• _Aim of the exercise_: Begin at the line containing "options.keep_alive = self.agent.keep_alive;" in the data below and go on through the line containing "fn build_headers(raw: &HashMap<String, String>)", repeating each line exactly; include both ends and no other line.

Dataset entries
____________________

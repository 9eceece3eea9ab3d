//! Observability subsystem.
//!
//! # Data Flow
//! ```text
//! All subsystems produce:
//!     → logging.rs (structured log events)
//!     → access.rs (one line per completed unit of work)
//!
//! Consumers:
//!     → Log aggregation (stdout, file, remote)
//! ```

pub mod access;
pub mod logging;

pub use access::AccessLog;
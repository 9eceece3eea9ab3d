//! Configuration management subsystem.
//!
//! # Data Flow
//! ```text
//! CLI flags and environment
//!     → ProxyConfig (immutable once built)
//!     → proxy_options() / chained_proxy_uri() (parsed, validated)
//!     → shared with the listener and the upstream connector
//! ```
//!
//! # Design Decisions
//! - Config is immutable once loaded
//! - All fields have defaults to allow minimal configs
//! - Header maps are validated here so the connector never sees bad input

use std::collections::HashMap;

use hyper::header::{HeaderMap, HeaderName, HeaderValue};
use hyper::Uri;
use serde::{Deserialize, Serialize};
use thiserror::Error;

use crate::proxy::ProxyOptions;

#[derive(Debug, Error)]
pub enum ConfigError {
    #[error("invalid chained proxy url {url:?}: {source}")]
    InvalidProxyUrl {
        url: String,
        #[source]
        source: hyper::http::uri::InvalidUri,
    },
    #[error("invalid header name {0:?}")]
    InvalidHeaderName(String),
    #[error("invalid value for header {0:?}")]
    InvalidHeaderValue(String),
}

/// Root configuration for the forward proxy.
#[derive(Debug, Clone, Deserialize, Serialize, Default)]
#[serde(default)]
pub struct ProxyConfig {
    /// Listener configuration (bind address, connection limit).
    pub listener: ListenerConfig,

    /// Next proxy in the chain; absent means origins are contacted directly.
    pub chained_proxy: Option<String>,

    /// Headers always set on the chained-proxy hop.
    pub proxy_headers: HashMap<String, String>,

    /// Headers set on the chained-proxy hop only when the request lacks them.
    pub default_headers: HashMap<String, String>,

    /// Upstream agent behavior.
    pub agent: AgentConfig,
}

/// Listener configuration.
#[derive(Debug, Clone, Deserialize, Serialize)]
#[serde(default)]
pub struct ListenerConfig {
    /// Bind address (e.g., "127.0.0.1:8081").
    pub bind_address: String,

    /// Maximum concurrent connections (backpressure).
    pub max_connections: usize,
}

impl Default for ListenerConfig {
    fn default() -> Self {
        Self {
            bind_address: "127.0.0.1:8081".to_string(),
            max_connections: 1024,
        }
    }
}

/// Upstream agent configuration.
#[derive(Debug, Clone, Deserialize, Serialize)]
#[serde(default)]
pub struct AgentConfig {
    /// Keep origin connections pooled between requests.
    pub keep_alive: bool,
}

impl Default for AgentConfig {
    fn default() -> Self {
        Self { keep_alive: true }
    }
}

impl ProxyConfig {
    /// The chained proxy endpoint, parsed. `None` when no chain is set.
    pub fn chained_proxy_uri(&self) -> Result<Option<Uri>, ConfigError> {
        match &self.chained_proxy {
            Some(url) => {
                let uri = url
                    .parse()
                    .map_err(|source| ConfigError::InvalidProxyUrl {
                        url: url.clone(),
                        source,
                    })?;
                Ok(Some(uri))
            }
            None => Ok(None),
        }
    }

    /// Connector options with the header maps validated.
    pub fn proxy_options(&self) -> Result<ProxyOptions, ConfigError> {
        let mut options = ProxyOptions::new();
        options.keep_alive = self.agent.keep_alive;
        options.proxy_headers = build_headers(&self.proxy_headers)?;
        options.default_headers = build_headers(&self.default_headers)?;
        Ok(options)
    }
}

fn build_headers(raw: &HashMap<String, String>) -> Result<HeaderMap, ConfigError> {
    let mut headers = HeaderMap::with_capacity(raw.len());
    for (name, value) in raw {
        let name: HeaderName = name
            .parse()
            .map_err(|_| ConfigError::InvalidHeaderName(name.clone()))?;
        let value: HeaderValue = value
            .parse()
            .map_err(|_| ConfigError::InvalidHeaderValue(name.to_string()))?;
        headers.insert(name, value);
    }
    Ok(headers)
}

____________________

• _Output_:
        options.keep_alive = self.agent.keep_alive;
        options.proxy_headers = build_headers(&self.proxy_headers)?;
        options.default_headers = build_headers(&self.default_headers)?;
        Ok(options)
    }
}

fn build_headers(raw: &HashMap<String, String>) -> Result<HeaderMap, ConfigError> {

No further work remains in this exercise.